== Exercise details ==
If a line contains "use crate::error::SynthesisError;", it is the last one to write out; begin with the first line of the records and copy each exactly.

Collected data entries:
//! Speech output adapter.
//!
//! Wraps a [`SynthesisBackend`], cleans reply text before vocalising
//! it, resolves the preferred voice once per session, and enforces the
//! last-writer-wins rule: a new utterance always cancels the previous
//! one first.

use tokio::sync::OnceCell;

use crate::backend::{SpeechPresets, SynthesisBackend, Utterance, VoiceGender, VoiceInfo};
use crate::error::SynthesisError;
use crate::text;

/// Text-to-speech front end over a platform backend.
pub struct SpeechOutputAdapter {
    backend: Box<dyn SynthesisBackend>,
    presets: SpeechPresets,
    voice: OnceCell<Option<VoiceInfo>>,
}

impl SpeechOutputAdapter {
    #[must_use]
    pub fn new(backend: Box<dyn SynthesisBackend>) -> Self {
        Self {
            backend,
            presets: SpeechPresets::default(),
            voice: OnceCell::new(),
        }
    }

    /// Speak `text` to completion.
    ///
    /// The text is cleaned for vocalisation first; if nothing remains
    /// this resolves immediately. A previous utterance still playing is
    /// cancelled. An utterance superseded or cancelled mid-playback
    /// resolves `Ok` since it is not a reportable failure.
    ///
    /// # Errors
    ///
    /// Returns the backend's error when synthesis itself fails.
    pub async fn speak(&self, text: &str) -> Result<(), SynthesisError> {
        let cleaned = text::strip_for_speech(text);
        if cleaned.is_empty() {
            return Ok(());
        }

        // Last writer wins.
        self.backend.cancel();

        let voice = self
            .voice
            .get_or_init(|| async { pick_preferred_voice(&self.backend.voices().await) })
            .await;

        let utterance = Utterance {
            text: cleaned,
            voice_id: voice.as_ref().map(|v| v.id.clone()),
            presets: self.presets,
        };

        match self.backend.speak(utterance).await {
            Err(SynthesisError::Interrupted) => Ok(()),
            other => other,
        }
    }

    /// Cancel any utterance in progress.
    pub fn cancel(&self) {
        self.backend.cancel();
    }
}

/// Pick the assistant's preferred voice from a catalog.
///
/// Prefers a female-presenting voice, by catalog gender or by name.
/// `None` means the platform default will be used.
#[must_use]
pub fn pick_preferred_voice(catalog: &[VoiceInfo]) -> Option<VoiceInfo> {
    catalog
        .iter()
        .find(|voice| {
            if voice.gender == Some(VoiceGender::Female) {
                return true;
            }
            let name = voice.name.to_lowercase();
            name.contains("female") || name.contains("zira") || name.contains("hazel")
        })
        .cloned()
}

#[cfg(test)]
mod tests {
    use std::sync::atomic::{AtomicUsize, Ordering};
    use std::sync::{Arc, Mutex};

    use async_trait::async_trait;

    use super::*;

    struct RecordingBackend {
        voices: Vec<VoiceInfo>,
        catalog_reads: AtomicUsize,
        spoken: Mutex<Vec<Utterance>>,
        cancels: AtomicUsize,
        outcome: fn() -> Result<(), SynthesisError>,
    }

    impl RecordingBackend {
        fn new(voices: Vec<VoiceInfo>) -> Arc<Self> {
            Arc::new(Self {
                voices,
                catalog_reads: AtomicUsize::new(0),
                spoken: Mutex::new(Vec::new()),
                cancels: AtomicUsize::new(0),
                outcome: || Ok(()),
            })
        }
    }

    #[async_trait]
    impl SynthesisBackend for Arc<RecordingBackend> {
        async fn voices(&self) -> Vec<VoiceInfo> {
            self.catalog_reads.fetch_add(1, Ordering::SeqCst);
            self.voices.clone()
        }

        async fn speak(&self, utterance: Utterance) -> Result<(), SynthesisError> {
            self.spoken.lock().unwrap().push(utterance);
            (self.outcome)()
        }

        fn cancel(&self) {
            self.cancels.fetch_add(1, Ordering::SeqCst);
        }
    }

    fn voice(id: &str, name: &str, gender: Option<VoiceGender>) -> VoiceInfo {
        VoiceInfo {
            id: id.to_string(),
            name: name.to_string(),
            gender,
        }
    }

    #[test]
    fn prefers_female_gender_over_position() {
        let catalog = vec![
            voice("a", "Daniel", Some(VoiceGender::Male)),
            voice("b", "Aria", Some(VoiceGender::Female)),
        ];
        assert_eq!(pick_preferred_voice(&catalog).unwrap().id, "b");
    }

    #[test]
    fn falls_back_to_name_heuristics() {
        let catalog = vec![
            voice("a", "Microsoft David", None),
            voice("b", "Microsoft Zira Desktop", None),
        ];
        assert_eq!(pick_preferred_voice(&catalog).unwrap().id, "b");
    }

    #[test]
    fn empty_catalog_means_platform_default() {
        assert!(pick_preferred_voice(&[]).is_none());
    }

    #[tokio::test]
    async fn cleans_text_and_cancels_before_speaking() {
        let backend = RecordingBackend::new(vec![]);
        let adapter = SpeechOutputAdapter::new(Box::new(Arc::clone(&backend)));

        adapter.speak("**Bold** and `code`").await.unwrap();

        assert_eq!(backend.cancels.load(Ordering::SeqCst), 1);
        let spoken = backend.spoken.lock().unwrap();
        assert_eq!(spoken.len(), 1);
        assert_eq!(spoken[0].text, "Bold and code");
        assert_eq!(spoken[0].voice_id, None);
    }

    #[tokio::test]
    async fn empty_text_speaks_nothing() {
        let backend = RecordingBackend::new(vec![]);
        let adapter = SpeechOutputAdapter::new(Box::new(Arc::clone(&backend)));

        adapter.speak("   \n  ").await.unwrap();

        assert!(backend.spoken.lock().unwrap().is_empty());
        assert_eq!(backend.cancels.load(Ordering::SeqCst), 0);
    }

    #[tokio::test]
    async fn voice_catalog_is_resolved_once() {
        let backend = RecordingBackend::new(vec![voice(
            "f",
            "Hazel",
            Some(VoiceGender::Female),
        )]);
        let adapter = SpeechOutputAdapter::new(Box::new(Arc::clone(&backend)));

        adapter.speak("first").await.unwrap();
        adapter.speak("second").await.unwrap();

        assert_eq!(backend.catalog_reads.load(Ordering::SeqCst), 1);
        let spoken = backend.spoken.lock().unwrap();
        assert!(spoken.iter().all(|u| u.voice_id.as_deref() == Some("f")));
    }

    #[tokio::test]
    async fn interrupted_utterance_is_not_an_error() {
        let backend = Arc::new(RecordingBackend {
            voices: vec![],
            catalog_reads: AtomicUsize::new(0),
            spoken: Mutex::new(Vec::new()),
            cancels: AtomicUsize::new(0),
            outcome: || Err(SynthesisError::Interrupted),
        });
        let adapter = SpeechOutputAdapter::new(Box::new(Arc::clone(&backend)));

        assert!(adapter.speak("cut off").await.is_ok());
    }

    #[tokio::test]
    async fn synthesis_failure_propagates() {
        let backend = Arc::new(RecordingBackend {
            voices: vec![],
            catalog_reads: AtomicUsize::new(0),
            spoken: Mutex::new(Vec::new()),
            cancels: AtomicUsize::new(0),
            outcome: || Err(SynthesisError::Failed("engine crashed".to_string())),
        });
        let adapter = SpeechOutputAdapter::new(Box::new(Arc::clone(&backend)));

        assert!(matches!(
            adapter.speak("hello").await,
            Err(SynthesisError::Failed(_))
        ));
    }
}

== Reply to the exercise ==
//! Speech output adapter.
//!
//! Wraps a [`SynthesisBackend`], cleans reply text before vocalising
//! it, resolves the preferred voice once per session, and enforces the
//! last-writer-wins rule: a new utterance always cancels the previous
//! one first.

use tokio::sync::OnceCell;

use crate::backend::{SpeechPresets, SynthesisBackend, Utterance, VoiceGender, VoiceInfo};
use crate::error::SynthesisError;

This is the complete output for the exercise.